Muchas veces sentí el no poder hacer cosas que los demás hacían, muchas veces sentí también que de un malogro formaba alguna perspectiva de la vida, pero también sentí muchas veces que la gente me hería con sus palabras, alguna frase tan indirecta que parecía siempre caer sobre mí. Recuerdo que solía mirar a mis compañeras cuando iba en enseñanza básica, triscándose con mis compañeros en cada recreo, corrían de un lugar a otro, pero no era buena corriendo y muchas veces perdían el juego por culpa de mi lentitud. A veces no jugaba con nadie y me quedaba sola caminando por el patio. Sentía muchas ganas de dormir, llegar a mi casa donde podía recostarme en mi cuarto sin salir a ningún sitio.
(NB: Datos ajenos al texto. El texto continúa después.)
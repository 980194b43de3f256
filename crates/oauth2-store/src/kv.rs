//! Key-value backend contract and the in-memory implementation
//!
//! The token store needs only three primitives from a backend: point reads,
//! point deletes and an atomic multi-key write. Every write carries an
//! optional TTL; `None` keeps the key until it is deleted.
//!
//! `MemoryKv` keeps all entries behind a single tokio Mutex, so a committed
//! batch is observed either completely or not at all. Expired entries are
//! hidden from reads immediately and physically dropped by
//! [`MemoryKv::purge_expired`] (driven by the sweeper task).

use std::collections::HashMap;
use std::time::Duration;

use oauth2_core::BoxFuture;
use tokio::sync::Mutex;
use tokio::time::Instant;
use tracing::debug;

use crate::error::Result;

/// A single mutation inside a [`WriteBatch`].
#[derive(Debug, Clone, PartialEq, Eq)]
pub enum WriteOp {
    Put {
        key: String,
        value: String,
        ttl: Option<Duration>,
    },
    Delete {
        key: String,
    },
}

/// An ordered set of mutations applied as one unit.
#[derive(Debug, Clone, Default, PartialEq, Eq)]
pub struct WriteBatch {
    ops: Vec<WriteOp>,
}

impl WriteBatch {
    pub fn new() -> Self {
        Self::default()
    }

    /// Queue a write. A zero TTL writes a key that is already expired.
    pub fn put(&mut self, key: impl Into<String>, value: impl Into<String>, ttl: Option<Duration>) {
        self.ops.push(WriteOp::Put {
            key: key.into(),
            value: value.into(),
            ttl,
        });
    }

    pub fn delete(&mut self, key: impl Into<String>) {
        self.ops.push(WriteOp::Delete { key: key.into() });
    }

    pub fn ops(&self) -> &[WriteOp] {
        &self.ops
    }

    pub fn len(&self) -> usize {
        self.ops.len()
    }

    pub fn is_empty(&self) -> bool {
        self.ops.is_empty()
    }

    pub fn into_ops(self) -> Vec<WriteOp> {
        self.ops
    }
}

/// Storage backend for [`crate::KvTokenStore`].
///
/// Uses `Pin<Box<dyn Future>>` return types for dyn-compatibility
/// (`Arc<dyn KvBackend>`).
pub trait KvBackend: Send + Sync {
    /// Read a live value.
    fn get<'a>(&'a self, key: &'a str) -> BoxFuture<'a, Result<Option<String>>>;

    /// Delete a key. Returns whether a live value was removed.
    fn delete<'a>(&'a self, key: &'a str) -> BoxFuture<'a, Result<bool>>;

    /// Apply every operation in `batch` atomically, in order.
    fn commit(&self, batch: WriteBatch) -> BoxFuture<'_, Result<()>>;
}

#[derive(Debug, Clone)]
struct Entry {
    value: String,
    /// `None` never expires
    expires_at: Option<Instant>,
}

impl Entry {
    fn is_live(&self, now: Instant) -> bool {
        self.expires_at.is_none_or(|at| at > now)
    }
}

/// Process-local backend with per-key TTLs.
#[derive(Debug, Default)]
pub struct MemoryKv {
    entries: Mutex<HashMap<String, Entry>>,
}

impl MemoryKv {
    pub fn new() -> Self {
        Self::default()
    }

    /// Drop every expired entry. Returns how many were removed.
    pub async fn purge_expired(&self) -> usize {
        let now = Instant::now();
        let mut entries = self.entries.lock().await;
        let before = entries.len();
        entries.retain(|_, entry| entry.is_live(now));
        let purged = before - entries.len();
        if purged > 0 {
            debug!(purged, remaining = entries.len(), "purged expired keys");
        }
        purged
    }

    /// Number of live keys.
    pub async fn len(&self) -> usize {
        let now = Instant::now();
        let entries = self.entries.lock().await;
        entries.values().filter(|e| e.is_live(now)).count()
    }

    pub async fn is_empty(&self) -> bool {
        self.len().await == 0
    }

    /// Remaining TTL of a live key.
    ///
    /// `None` when the key is absent or expired, `Some(None)` when it never
    /// expires.
    pub async fn ttl(&self, key: &str) -> Option<Option<Duration>> {
        let now = Instant::now();
        let entries = self.entries.lock().await;
        let entry = entries.get(key).filter(|e| e.is_live(now))?;
        Some(entry.expires_at.map(|at| at.saturating_duration_since(now)))
    }

    /// Number of stored entries including expired ones not yet purged.
    #[cfg(test)]
    async fn raw_len(&self) -> usize {
        self.entries.lock().await.len()
    }
}

impl KvBackend for MemoryKv {
    fn get<'a>(&'a self, key: &'a str) -> BoxFuture<'a, Result<Option<String>>> {
        Box::pin(async move {
            let now = Instant::now();
            let mut entries = self.entries.lock().await;
            match entries.get(key) {
                Some(entry) if entry.is_live(now) => Ok(Some(entry.value.clone())),
                Some(_) => {
                    entries.remove(key);
                    Ok(None)
                }
                None => Ok(None),
            }
        })
    }

    fn delete<'a>(&'a self, key: &'a str) -> BoxFuture<'a, Result<bool>> {
        Box::pin(async move {
            let now = Instant::now();
            let mut entries = self.entries.lock().await;
            Ok(entries.remove(key).is_some_and(|e| e.is_live(now)))
        })
    }

    fn commit(&self, batch: WriteBatch) -> BoxFuture<'_, Result<()>> {
        Box::pin(async move {
            let now = Instant::now();
            let mut entries = self.entries.lock().await;
            for op in batch.into_ops() {
                match op {
                    WriteOp::Put { key, value, ttl } => {
                        // Overflowing deadlines are treated as no expiry
                        let expires_at = ttl.and_then(|ttl| now.checked_add(ttl));
                        entries.insert(key, Entry { value, expires_at });
                    }
                    WriteOp::Delete { key } => {
                        entries.remove(&key);
                    }
                }
            }
            Ok(())
        })
    }
}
Cuando tendía el cuerpo en mi cama, sentía esa agradable suavidad fría de las frazadas, un silencio que hacía pensar en las cosas que siempre serían buenas y poder descansar allí, protegida. Cuando cerraba los ojos, y sentía el olor a frutilla que mi madre expandía  cada día en mi almohada, usando aromas de fantasía, comenzaba a imaginar lo majestuoso que sería despertar en otro lugar, un lugar enorme, alfombrado de pasto natural, que se mueve al susurro de los dientes de león, y animales, un parque en el que nadie me obligase a correr. Creía ciegamente que podía despertar en otro lugar, sin embargo solo me lo imaginé toda mi niñez. Me sentía triste el pensar que gente que me molestaba llegase a ese sitio, creía que ese parque  se volvería un lugar cualquiera, al ser contaminado.